With costs rising, Amazon in February increased the price of a Prime membership in the U.S., then followed this week with similar hikes in Europe. It didn’t faze consumers. Subscription revenue rose 14% to $8.72 billion, reversing three straight quarters of slowing growth.

“The next two quarters feature Prime Day events that should recharge e-commerce momentum,” said Andrew Lipsman, an analyst at Insider Intelligence. “This will boost growth and reduce membership churn, while giving a jolt to the advertising business that’s increasingly responsible for Amazon’s bottom line. It looks like Amazon is finally primed to turn the corner after a rocky couple of quarters.”

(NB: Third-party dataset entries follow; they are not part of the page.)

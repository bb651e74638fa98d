//! Variable header fields

use std::io::{self, Read, Write};

use byteorder::{BigEndian, ReadBytesExt, WriteBytesExt};

use crate::{Decodable, Encodable};

pub use self::connack::{ConnackFlags, ConnectReturnCode};
pub use self::connect::{ConnectFlags, ProtocolLevel, ProtocolName};

mod connack;
mod connect;

/// Errors while decoding variable header
#[derive(Debug, thiserror::Error)]
pub enum VariableHeaderError {
    #[error(transparent)]
    IoError(#[from] io::Error),
    #[error("invalid reserved flags")]
    InvalidReservedFlag,
    #[error("invalid protocol name {0:?}")]
    InvalidProtocolName(String),
    #[error("invalid protocol level {0}")]
    InvalidProtocolLevel(u8),
}

macro_rules! u16_field {
    ($(#[$attr:meta])* $name:ident) => {
        $(#[$attr])*
        #[derive(Debug, Eq, PartialEq, Copy, Clone, Default)]
        pub struct $name(pub u16);

        impl Encodable for $name {
            fn encode<W: Write>(&self, writer: &mut W) -> io::Result<()> {
                writer.write_u16::<BigEndian>(self.0)
            }

            fn encoded_length(&self) -> u32 {
                2
            }
        }

        impl Decodable for $name {
            type Error = VariableHeaderError;
            type Cond = ();

            fn decode_with<R: Read>(reader: &mut R, _rest: ()) -> Result<$name, VariableHeaderError> {
                Ok($name(reader.read_u16::<BigEndian>()?))
            }
        }
    };
}

u16_field!(
    /// Keep alive interval in seconds, 0 turns it off
    KeepAlive
);

u16_field!(
    /// Pairs a request with its acknowledgements
    PacketIdentifier
);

With online sales slowing, Jassy is seeking new sources of revenue. Earlier this month, Amazon announced it would buy primary-care company One Medical in a cash deal with an equity value of $3.49 billion. The startup operates clinics in cities across the U.S. and furthers Amazon’s push into the health care industry.

In the quarter, sales increased 7.2% to $121.2 billion. Amazon said it had a net loss of $2 billion, or a loss of 20 cents a share, compared with net income of $7.8 billion, or 76 cents a share, in the quarter a year earlier. The company attributed the loss to its investment in electric-vehicle maker Rivian Automotive Inc.

Operating income in the current quarter will range from break-even to $3.5 billion on sales that may be as much as $130 billion, the Seattle-based company said. Analysts, on average, projected a profit of $3.83 billion on sales of $127 billion, according to data compiled by Bloomberg.

Shares rose to a high of $139.39 in extended trading after closing at $122.28 in New York. The shares have dropped almost 27% this year amid a broader market downturn.

“It’s important for Jassy to reinforce their commitment to retail and acknowledge that they need to get spending to be more correlated to revenue growth,” said Michael Pachter, an analyst at Wedbush Securities Inc.